Robin had taken a step back from Trix and for a moment there was a glimmer of fear in her eyes. But then she took a step forward, her face tilted up, giving her the impression of a bird of prey.
 

“I lost two children, rotter. I offered you safe passage. Don’t insult me.”

“Don’t insult Jenny,” said Trix. “Ever. Do not even make a joke about insulting her. She was ripped open over and over again by her own family. Her mother. Her grandfather. Ripped. Open. No antibiotics, no drugs. Just cut. Cut. Cut. Cut. Cut. Cut. Over and over. When I met her she had scars all over her back. She got away before the rest of us, that’s true, but it didn’t matter. She’d already died so many fucking times that even she can’t remember what happened. Maybe she has a sister.

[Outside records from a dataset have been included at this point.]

//! Incremental listing state: one accumulated, id-deduplicated result list
//! per view, fed a page at a time from the metadata client.

use crate::error::Result;
use crate::models::{Actor, Movie};
use std::collections::HashSet;
use std::future::Future;

/// Distance (in presentation units) from the bottom of the rendered content
/// below which the next page is requested.
pub const SCROLL_MARGIN: u32 = 100;

/// The two facts the listing machine needs about a result record.
pub trait Entity {
    fn id(&self) -> i32;
    fn image_path(&self) -> Option<&str>;
}

impl Entity for Movie {
    fn id(&self) -> i32 {
        self.id
    }
    fn image_path(&self) -> Option<&str> {
        self.poster_path.as_deref()
    }
}

impl Entity for Actor {
    fn id(&self) -> i32 {
        self.id
    }
    fn image_path(&self) -> Option<&str> {
        self.profile_path.as_deref()
    }
}

#[derive(Debug, Clone, Copy, PartialEq, Eq)]
pub enum Phase {
    Idle,
    Loading,
    Loaded,
    Error,
}

#[derive(Debug, Clone, PartialEq, Eq)]
pub enum Mode {
    Browse,
    Search(String),
}

/// Handle for one in-flight fetch. Completions carrying a generation older
/// than the state's current one are discarded; a reset bumps the generation,
/// so a page requested before the reset can never land after it.
#[derive(Debug, Clone, Copy)]
pub struct FetchTicket {
    generation: u64,
    pub page: u32,
}

#[derive(Debug)]
pub struct ListingState<T> {
    mode: Mode,
    items: Vec<T>,
    seen: HashSet<i32>,
    page: u32,
    phase: Phase,
    error: Option<String>,
    has_more: bool,
    generation: u64,
}

impl<T: Entity> Default for ListingState<T> {
    fn default() -> Self {
        Self::new()
    }
}

impl<T: Entity> ListingState<T> {
    pub fn new() -> Self {
        Self {
            mode: Mode::Browse,
            items: Vec::new(),
            seen: HashSet::new(),
            page: 1,
            phase: Phase::Idle,
            error: None,
            has_more: true,
            generation: 0,
        }
    }

    pub fn items(&self) -> &[T] {
        &self.items
    }

    pub fn page(&self) -> u32 {
        self.page
    }

    pub fn phase(&self) -> Phase {
        self.phase
    }

    pub fn error(&self) -> Option<&str> {
        self.error.as_deref()
    }

    pub fn has_more(&self) -> bool {
        self.has_more
    }

    pub fn mode(&self) -> &Mode {
        &self.mode
    }

    pub fn query(&self) -> Option<&str> {
        match &self.mode {
            Mode::Browse => None,
            Mode::Search(q) => Some(q),
        }
    }

    /// Whether a scroll position should trigger a fetch. An explicit
    /// load-more action passes distance 0.
    pub fn should_fetch(&self, distance_to_bottom: u32) -> bool {
        distance_to_bottom < SCROLL_MARGIN && self.phase != Phase::Loading && self.has_more
    }

    /// Starts one fetch cycle for the next page. `None` while a cycle is
    /// already in flight or the listing is exhausted.
    pub fn begin(&mut self) -> Option<FetchTicket> {
        if self.phase == Phase::Loading || !self.has_more {
            return None;
        }
        self.phase = Phase::Loading;
        Some(FetchTicket {
            generation: self.generation,
            page: self.page,
        })
    }

    /// Starts the initial bulk load: two consecutive pages fetched before the
    /// first render, leaving the cursor past both.
    pub fn begin_mount(&mut self) -> Option<[FetchTicket; 2]> {
        if self.phase == Phase::Loading {
            return None;
        }
        self.phase = Phase::Loading;
        Some([
            FetchTicket {
                generation: self.generation,
                page: self.page,
            },
            FetchTicket {
                generation: self.generation,
                page: self.page + 1,
            },
        ])
    }

    /// Applies a finished fetch. Entities without a usable image path are
    /// dropped before merging; merging is insert-if-absent by id, so the
    /// first-seen entry wins and a duplicate never overwrites it. A failure
    /// records a message and leaves the accumulated list untouched.
    pub fn complete(&mut self, ticket: FetchTicket, outcome: Result<Vec<T>>) {
        if ticket.generation != self.generation {
            tracing::debug!(page = ticket.page, "discarding stale fetch result");
            return;
        }
        match outcome {
            Ok(batch) => {
                // Emptiness is judged before the image filter: a page whose
                // entries are all posterless still means more pages may exist.
                self.has_more = !batch.is_empty();
                for item in batch {
                    let usable = item.image_path().is_some_and(|p| !p.is_empty());
                    if usable && self.seen.insert(item.id()) {
                        self.items.push(item);
                    }
                }
                self.page = self.page.max(ticket.page + 1);
                self.phase = Phase::Loaded;
                self.error = None;
            }
            Err(e) => {
                self.error = Some(e.to_string());
                self.phase = Phase::Error;
            }
        }
    }

    /// Query change (including clearing it): the accumulation restarts from
    /// page 1 under the new mode. Bumping the generation orphans any fetch
    /// still in flight.
    pub fn set_query(&mut self, query: Option<String>) {
        let query = query.filter(|q| !q.trim().is_empty());
        self.mode = match query {
            Some(q) => Mode::Search(q),
            None => Mode::Browse,
        };
        self.items.clear();
        self.seen.clear();
        self.page = 1;
        self.phase = Phase::Idle;
        self.error = None;
        self.has_more = true;
        self.generation += 1;
    }
}

/// Drives the bulk mount load: two consecutive pages requested concurrently,
/// both merged before the caller renders anything. A failed first page stops
/// the merge there, discarding the second page's result, so the error is
/// surfaced and the cursor stays at the failed page for a retry.
pub async fn mount<T, F, Fut>(state: &mut ListingState<T>, fetch: F)
where
    T: Entity,
    F: Fn(u32) -> Fut,
    Fut: Future<Output = Result<Vec<T>>>,
{
    let Some([first, second]) = state.begin_mount() else {
        return;
    };
    let (a, b) = tokio::join!(fetch(first.page), fetch(second.page));
    match a {
        Ok(batch) => {
            state.complete(first, Ok(batch));
            state.complete(second, b);
        }
        Err(e) => state.complete(first, Err(e)),
    }
}

/// Drives one single-page fetch cycle. No-op while loading or exhausted.
pub async fn load_next<T, F, Fut>(state: &mut ListingState<T>, fetch: F)
where
    T: Entity,
    F: Fn(u32) -> Fut,
    Fut: Future<Output = Result<Vec<T>>>,
{
    let Some(ticket) = state.begin() else {
        return;
    };
    let outcome = fetch(ticket.page).await;
    state.complete(ticket, outcome);
}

But you can fucking bet her sister is even more fucked up than she is. That she’s been ripped open even more times than Jenny has. We’re going to save her. We’ve got to fucking try. Jenny has to try. Because there is so much fucking shit in the world that you have to kick it away sometimes. And if it wasn’t for Jenny I wouldn’t care. Not even a little fucking bit. She got bit before I met her, but she was trying to find her brother when it happened. And when she came back, her brother died because some asshole wanted to know what was inside of her. Inside of us. But especially her. And then, the asshole she’s in love with, the bastard the stupid bitch can’t fucking live without, he got infected too. I would have left him. But it was Jenny. Fucking Jenny. And she saved him. She literally cut part of herself away to save him. And no one does that anymore.”
 

Trix wouldn’t look at Jenny, but kept her eyes firmly on Robin, who refused to look away even though she looked like she wanted to. Tears had begun to fall down her cheeks even as she sneered. Trix laughed then, a hollow sound, but Jenny could hear the emotion in it.